E’ presente il P.G. in persona del Dott. VELARDI Maurizio.

 

Fatto

RITENUTO IN FATTO E DIRITTO

che:

1. Con il ricorso sopra indicato, al quale l’intimata resiste con controricorso, e’ impugnata la sentenza del Tribunale di Roma di rigetto dell’opposizione proposta, per difetto di sottoscrizione dell’intimante nonche’ per difetto di procura del difensore, dall’Istituto della Pia Societa’ Figlie di S. Paolo al precetto per il pagamento di Euro 73.857, 88 intimato da S.N..

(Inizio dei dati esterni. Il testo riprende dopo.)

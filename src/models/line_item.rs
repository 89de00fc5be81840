//! Line item models.
//!
//! [`LineItem`] is the minimal shape the allocation engine reads, while
//! [`ReceiptLineItem`] is the stored record with display and validity data.

use serde::{Deserialize, Serialize};

use super::Cents;

/// A line item as seen by the allocation engine.
///
/// # Example
///
/// ```
/// use receipt_split::models::LineItem;
///
/// let item = LineItem::new("item_1", 1800);
/// assert_eq!(item.line_total, 1800);
/// ```
#[derive(Debug, Clone, PartialEq, Eq, Serialize, Deserialize)]
pub struct LineItem {
    /// Identifier, unique within a receipt.
    pub id: String,
    /// Total for the line in minor units. Expected to be non-negative.
    pub line_total: Cents,
}

impl LineItem {
    /// Creates a new line item.
    pub fn new(id: impl Into<String>, line_total: Cents) -> Self {
        Self {
            id: id.into(),
            line_total,
        }
    }
}

/// A line item as stored on a receipt.
#[derive(Debug, Clone, PartialEq, Eq, Serialize, Deserialize)]
pub struct ReceiptLineItem {
    /// Identifier, unique within a receipt.
    pub id: String,
    /// Description printed on the receipt.
    pub name: String,
    /// Quantity purchased.
    #[serde(default = "default_quantity")]
    pub quantity: u32,
    /// Total for the line in minor units.
    pub line_total: Cents,
    /// Whether the line counts towards settlement.
    #[serde(default = "default_is_valid")]
    pub is_valid: bool,
    /// Display position on the receipt.
    #[serde(default)]
    pub sort_order: u32,
}

fn default_quantity() -> u32 {
    1
}

fn default_is_valid() -> bool {
    true
}

impl ReceiptLineItem {
    /// Projects the stored record onto the engine's input shape.
    pub fn to_line_item(&self) -> LineItem {
        LineItem::new(self.id.clone(), self.line_total)
    }
}
async fn preview_receipt_handler(
    State(state): State<AppState>,
    Path(id): Path<String>,
) -> HandlerResult {
    let correlation_id = Uuid::new_v4();
    let breakdown = workflow::preview_receipt(state.store(), &id)
        .map_err(log_failure(correlation_id, "preview_receipt"))?;
    Ok(json_response(StatusCode::OK, breakdown))
}

/// Handler for POST /receipts/:id/settle.
///
/// Computes and persists settlements, replacing any earlier ones.
async fn settle_handler(
    State(state): State<AppState>,
    Path(id): Path<String>,
) -> HandlerResult {
    let correlation_id = Uuid::new_v4();
    info!(correlation_id = %correlation_id, receipt_id = %id, "Processing settle request");

    let settlements = workflow::settle_receipt(state.store(), &id)
        .map_err(log_failure(correlation_id, "settle_receipt"))?;
    info!(
        correlation_id = %correlation_id,
        receipt_id = %id,
        settlements = settlements.len(),
        "Settle request completed"
    );
    Ok(json_response(
        StatusCode::OK,
        SettlementsResponse { settlements },
    ))
}

async fn get_settlements_handler(
    State(state): State<AppState>,
    Path(id): Path<String>,
) -> HandlerResult {
    let correlation_id = Uuid::new_v4();
    let settlements = state
        .store()
        .settlements(&id)
        .map_err(log_failure(correlation_id, "get_settlements"))?;
    Ok(json_response(
        StatusCode::OK,
        SettlementsResponse { settlements },
    ))
}

/// Handler for GET /receipts/:id/expense.
///
/// Builds the shared-expense record a ledger service would receive.
async fn expense_handler(
    State(state): State<AppState>,
    Path(id): Path<String>,
) -> HandlerResult {
    let correlation_id = Uuid::new_v4();
    info!(correlation_id = %correlation_id, receipt_id = %id, "Processing expense export");

    let store = state.store();
    let receipt = store
        .receipt(&id)
        .map_err(log_failure(correlation_id, "expense_export"))?;
    let settlements = store
        .settlements(&id)
        .map_err(log_failure(correlation_id, "expense_export"))?;
    let expense = build_expense(
        &receipt,
        &settlements,
        state.config().config().export(),
        Utc::now().date_naive(),
    )
    .map_err(log_failure(correlation_id, "expense_export"))?;

    info!(
        correlation_id = %correlation_id,
        receipt_id = %id,
        cost = %expense.cost,
        users = expense.users.len(),
        "Expense built"
    );
    Ok(json_response(StatusCode::OK, expense))
}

2. Il ricorso in relazione alla data di pubblicazione della sentenza impugnata (17 ottobre 2007) e’ soggetto alle regole contenute nell’art. 366 bis c.p.c. introdotto dal D.Lgs. 2 febbraio 2006, n. 40.

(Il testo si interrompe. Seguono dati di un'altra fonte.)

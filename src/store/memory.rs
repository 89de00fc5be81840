//! In-memory receipt store.

use std::collections::HashMap;
use std::sync::{RwLock, RwLockReadGuard, RwLockWriteGuard};

use chrono::Utc;

use crate::error::{SettleError, SettleResult};
use crate::models::{
    Assignment, Member, Receipt, ReceiptLineItem, ReceiptStatus, SettlementRecord, SettlementRow,
};

use super::{LineItemUpdate, MemberUpdate, ReceiptStore, ReceiptUpdate};

#[derive(Debug)]
struct StoredReceipt {
    receipt: Receipt,
    assignments: Vec<Assignment>,
    settlements: Vec<SettlementRecord>,
}

/// A [`ReceiptStore`] held in process memory behind a single lock.
///
/// Every write takes the write lock for its whole duration, so each
/// replace-all operation is atomic with respect to readers.
#[derive(Debug, Default)]
pub struct InMemoryStore {
    receipts: RwLock<HashMap<String, StoredReceipt>>,
}

impl InMemoryStore {
    /// Creates an empty store.
    pub fn new() -> Self {
        Self::default()
    }

    fn read(&self) -> SettleResult<RwLockReadGuard<'_, HashMap<String, StoredReceipt>>> {
        self.receipts.read().map_err(|_| SettleError::Storage {
            message: "receipt store lock poisoned".to_string(),
        })
    }

    fn write(&self) -> SettleResult<RwLockWriteGuard<'_, HashMap<String, StoredReceipt>>> {
        self.receipts.write().map_err(|_| SettleError::Storage {
            message: "receipt store lock poisoned".to_string(),
        })
    }
}

fn not_found(id: &str) -> SettleError {
    SettleError::ReceiptNotFound { id: id.to_string() }
}

fn item_not_found(receipt_id: &str, item_id: &str) -> SettleError {
    SettleError::LineItemNotFound {
        receipt_id: receipt_id.to_string(),
        item_id: item_id.to_string(),
    }
}

impl ReceiptStore for InMemoryStore {
    fn insert_receipt(&self, receipt: Receipt) -> SettleResult<Receipt> {
        let mut receipts = self.write()?;
        if receipts.contains_key(&receipt.id) {
            return Err(SettleError::Storage {
                message: format!("receipt '{}' already exists", receipt.id),
            });
        }
        receipts.insert(
            receipt.id.clone(),
            StoredReceipt {
                receipt: receipt.clone(),
                assignments: Vec::new(),
                settlements: Vec::new(),
            },
        );
        Ok(receipt)
    }

    fn receipt(&self, id: &str) -> SettleResult<Receipt> {
        let receipts = self.read()?;
        receipts
            .get(id)
            .map(|stored| stored.receipt.clone())
            .ok_or_else(|| not_found(id))
    }

    fn update_receipt(&self, id: &str, update: ReceiptUpdate) -> SettleResult<Receipt> {
        let mut receipts = self.write()?;
        let stored = receipts.get_mut(id).ok_or_else(|| not_found(id))?;
        update.apply_to(&mut stored.receipt);
        Ok(stored.receipt.clone())
    }

    fn update_line_item(
        &self,
        receipt_id: &str,
        item_id: &str,
        update: LineItemUpdate,
    ) -> SettleResult<ReceiptLineItem> {
        let mut receipts = self.write()?;
        let stored = receipts
            .get_mut(receipt_id)
            .ok_or_else(|| not_found(receipt_id))?;
        let item = stored
            .receipt
            .line_items
            .iter_mut()
            .find(|item| item.id == item_id)
            .ok_or_else(|| item_not_found(receipt_id, item_id))?;
        update.apply_to(item);
        Ok(item.clone())
    }

    fn add_line_item(
        &self,
        receipt_id: &str,
        mut item: ReceiptLineItem,
    ) -> SettleResult<ReceiptLineItem> {
        let mut receipts = self.write()?;
        let stored = receipts
            .get_mut(receipt_id)
            .ok_or_else(|| not_found(receipt_id))?;
        if stored.receipt.line_item(&item.id).is_some() {
            return Err(SettleError::InvalidLineItem {
                item_id: item.id,
                message: "duplicate line item id".to_string(),
            });
        }
        item.sort_order = stored.receipt.next_sort_order();
        stored.receipt.line_items.push(item.clone());
        Ok(item)
    }

    fn delete_line_item(&self, receipt_id: &str, item_id: &str) -> SettleResult<ReceiptLineItem> {
        let mut receipts = self.write()?;
        let stored = receipts
            .get_mut(receipt_id)
            .ok_or_else(|| not_found(receipt_id))?;
        let position = stored
            .receipt
            .line_items
            .iter()
            .position(|item| item.id == item_id)
            .ok_or_else(|| item_not_found(receipt_id, item_id))?;
        Ok(stored.receipt.line_items.remove(position))
    }

    fn update_member(
        &self,
        receipt_id: &str,
        member_id: &str,
        update: MemberUpdate,
    ) -> SettleResult<Member> {
        let mut receipts = self.write()?;
        let stored = receipts
            .get_mut(receipt_id)
            .ok_or_else(|| not_found(receipt_id))?;
        let member = stored
            .receipt
            .members
            .iter_mut()
            .find(|member| member.id == member_id)
            .ok_or_else(|| SettleError::UnknownMember {
                member_id: member_id.to_string(),
            })?;
        update.apply_to(member);
        Ok(member.clone())
    }

    fn assignments(&self, receipt_id: &str) -> SettleResult<Vec<Assignment>> {
        let receipts = self.read()?;
        receipts
            .get(receipt_id)
            .map(|stored| stored.assignments.clone())
            .ok_or_else(|| not_found(receipt_id))
    }

    fn replace_assignments(
        &self,
        receipt_id: &str,
        assignments: Vec<Assignment>,
    ) -> SettleResult<Vec<Assignment>> {
        let mut receipts = self.write()?;
        let stored = receipts
            .get_mut(receipt_id)
            .ok_or_else(|| not_found(receipt_id))?;
        stored.assignments = assignments;
        stored.receipt.status = ReceiptStatus::Splitting;
        Ok(stored.assignments.clone())
    }

    fn settlements(&self, receipt_id: &str) -> SettleResult<Vec<SettlementRecord>> {
        let receipts = self.read()?;
        receipts
            .get(receipt_id)
            .map(|stored| stored.settlements.clone())
            .ok_or_else(|| not_found(receipt_id))
    }

    fn replace_settlements(
        &self,
        receipt_id: &str,
        rows: Vec<SettlementRow>,
    ) -> SettleResult<Vec<SettlementRecord>> {
        let mut receipts = self.write()?;
        let stored = receipts
            .get_mut(receipt_id)
            .ok_or_else(|| not_found(receipt_id))?;

        let created_at = Utc::now();
        stored.settlements = rows
            .into_iter()
            .map(|row| SettlementRecord::from_row(receipt_id, row, created_at))
            .collect();
        stored.receipt.status = ReceiptStatus::Settled;
        Ok(stored.settlements.clone())
    }
}

#[cfg(test)]
mod tests {
    use super::*;
    use crate::models::{Member, Strategy};

    fn create_test_receipt(id: &str) -> Receipt {
        Receipt {
            id: id.to_string(),
            merchant_name: None,
            receipt_date: None,
            payer_id: None,
            members: vec![Member {
                id: "alice".to_string(),
                name: "Alice".to_string(),
                ledger_user_id: None,
            }],
            line_items: vec![ReceiptLineItem {
                id: "item_1".to_string(),
                name: "Soup".to_string(),
                quantity: 1,
                line_total: 900,
                is_valid: true,
                sort_order: 0,
            }],
            tax: 0,
            tip: 0,
            total: None,
            tax_strategy: Strategy::Proportional,
            tip_strategy: Strategy::Proportional,
            status: ReceiptStatus::Review,
            created_at: Utc::now(),
        }
    }

    #[test]
    fn test_insert_and_fetch_receipt() {
        let store = InMemoryStore::new();
        store.insert_receipt(create_test_receipt("r1")).unwrap();

        assert_eq!(store.receipt("r1").unwrap().id, "r1");
    }

    #[test]
    fn test_duplicate_insert_is_rejected() {
        let store = InMemoryStore::new();
        store.insert_receipt(create_test_receipt("r1")).unwrap();

        assert!(matches!(
            store.insert_receipt(create_test_receipt("r1")),
            Err(SettleError::Storage { .. })
        ));
    }

    #[test]
    fn test_missing_receipt_is_not_found() {
        let store = InMemoryStore::new();
        assert!(matches!(
            store.receipt("nope"),
            Err(SettleError::ReceiptNotFound { id }) if id == "nope"
        ));
    }

    #[test]
    fn test_replace_assignments_sets_splitting() {
        let store = InMemoryStore::new();
        store.insert_receipt(create_test_receipt("r1")).unwrap();

        store
            .replace_assignments("r1", vec![Assignment::new("item_1", "alice", 1, 1)])
            .unwrap();
        let replaced = store
            .replace_assignments("r1", vec![Assignment::new("item_1", "alice", 2, 2)])
            .unwrap();

        assert_eq!(replaced.len(), 1);
        assert_eq!(store.assignments("r1").unwrap()[0].share_numerator, 2);
        assert_eq!(store.receipt("r1").unwrap().status, ReceiptStatus::Splitting);
    }

    #[test]
    fn test_replace_settlements_replaces_all_and_sets_settled() {
        let store = InMemoryStore::new();
        store.insert_receipt(create_test_receipt("r1")).unwrap();

        let first = store
            .replace_settlements("r1", vec![SettlementRow::new("alice", 900, 0, 0)])
            .unwrap();
        let second = store
            .replace_settlements("r1", vec![SettlementRow::new("alice", 900, 90, 0)])
            .unwrap();

        let stored = store.settlements("r1").unwrap();
        assert_eq!(stored.len(), 1);
        assert_eq!(stored[0].final_amount, 990);
        assert_ne!(first[0].id, second[0].id);
        assert_eq!(store.receipt("r1").unwrap().status, ReceiptStatus::Settled);
    }

    #[test]
    fn test_update_line_item_unknown_item() {
        let store = InMemoryStore::new();
        store.insert_receipt(create_test_receipt("r1")).unwrap();

        assert!(matches!(
            store.update_line_item("r1", "ghost", LineItemUpdate::default()),
            Err(SettleError::LineItemNotFound { .. })
        ));
    }

    #[test]
    fn test_add_line_item_takes_next_sort_order() {
        let store = InMemoryStore::new();
        store.insert_receipt(create_test_receipt("r1")).unwrap();
        let item = ReceiptLineItem {
            id: "item_2".to_string(),
            name: "Bread".to_string(),
            quantity: 1,
            line_total: 300,
            is_valid: true,
            sort_order: 0,
        };

        let added = store.add_line_item("r1", item.clone()).unwrap();

        assert_eq!(added.sort_order, 1);
        assert_eq!(store.receipt("r1").unwrap().line_items.len(), 2);
        assert!(matches!(
            store.add_line_item("r1", item),
            Err(SettleError::InvalidLineItem { .. })
        ));
    }

    #[test]
    fn test_delete_line_item_keeps_assignments() {
        let store = InMemoryStore::new();
        store.insert_receipt(create_test_receipt("r1")).unwrap();
        store
            .replace_assignments("r1", vec![Assignment::new("item_1", "alice", 1, 1)])
            .unwrap();

        let removed = store.delete_line_item("r1", "item_1").unwrap();

        assert_eq!(removed.line_total, 900);
        assert!(store.receipt("r1").unwrap().line_items.is_empty());
        assert_eq!(store.assignments("r1").unwrap().len(), 1);
        assert!(matches!(
            store.delete_line_item("r1", "item_1"),
            Err(SettleError::LineItemNotFound { .. })
        ));
    }

    #[test]
    fn test_update_member_maps_ledger_account() {
        let store = InMemoryStore::new();
        store.insert_receipt(create_test_receipt("r1")).unwrap();

        let member = store
            .update_member(
                "r1",
                "alice",
                MemberUpdate {
                    ledger_user_id: Some(7),
                    ..Default::default()
                },
            )
            .unwrap();

        assert_eq!(member.ledger_user_id, Some(7));
        assert_eq!(store.receipt("r1").unwrap().members[0].ledger_user_id, Some(7));
        assert!(matches!(
            store.update_member("r1", "zed", MemberUpdate::default()),
            Err(SettleError::UnknownMember { .. })
        ));
    }

    #[test]
    fn test_update_receipt_applies_fields() {
        let store = InMemoryStore::new();
        store.insert_receipt(create_test_receipt("r1")).unwrap();

        let updated = store
            .update_receipt(
                "r1",
                ReceiptUpdate {
                    payer_id: Some("alice".to_string()),
                    tax: Some(120),
                    ..Default::default()
                },
            )
            .unwrap();

        assert_eq!(updated.payer_id.as_deref(), Some("alice"));
        assert_eq!(updated.tax, 120);
    }
}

3. Il ricorso contiene un unico motivo con il quale e’ denunziata violazione di legge (art. 617 c.p.c., comma 1).

4. E’ ormai principio consolidato che in tema di ricorso per Cassazione, secondo il cit. art. 366 bis c.p.c., e’ necessaria, in base a quanto disposto dall’art. 366 bis c.p.c., a pena di inammissibilita’, la formulazione del quesito di diritto anche nei ricorsi per violazione o falsa applicazione di norme di diritto. Non puo’, infatti, ritenersi sufficiente il fatto che il quesito di diritto puo’ implicitamente desumersi dal motivo di ricorso, perche’ una siffatta interpretazione si risolverebbe nell’abrogazione tacita della norma di cui all’art. 366 bis c.p.c. che ha introdotto, anche per l’ipotesi di ricorso in esame, il rispetto del requisito formale che deve esprimersi nella formulazione di un esplicito quesito di diritto, tale da circoscrivere la pronunzia del giudice nei limiti di un accoglimento o di un rigetto del quesito formulato dalla parte.

(Cass. Sez. Un., 16 novembre 2007, n.. 23732 e numerose altre conformi).

5. Il ricorso non soddisfa il requisiti sopraindicati, non contenendo alcun quesito di diritto. Di conseguenza va dichiarato inammissibile con condanna del ricorrente alle spese.

PQM

6. Dichiara inammissibile il ricorso; condanna il ricorrente alle spese in Euro 30,00 oltre ad Euro 2000,00 per onorari, nonche’ IVA, CPA e spese generali.

Così deciso in Roma, il 27 novembre 2009.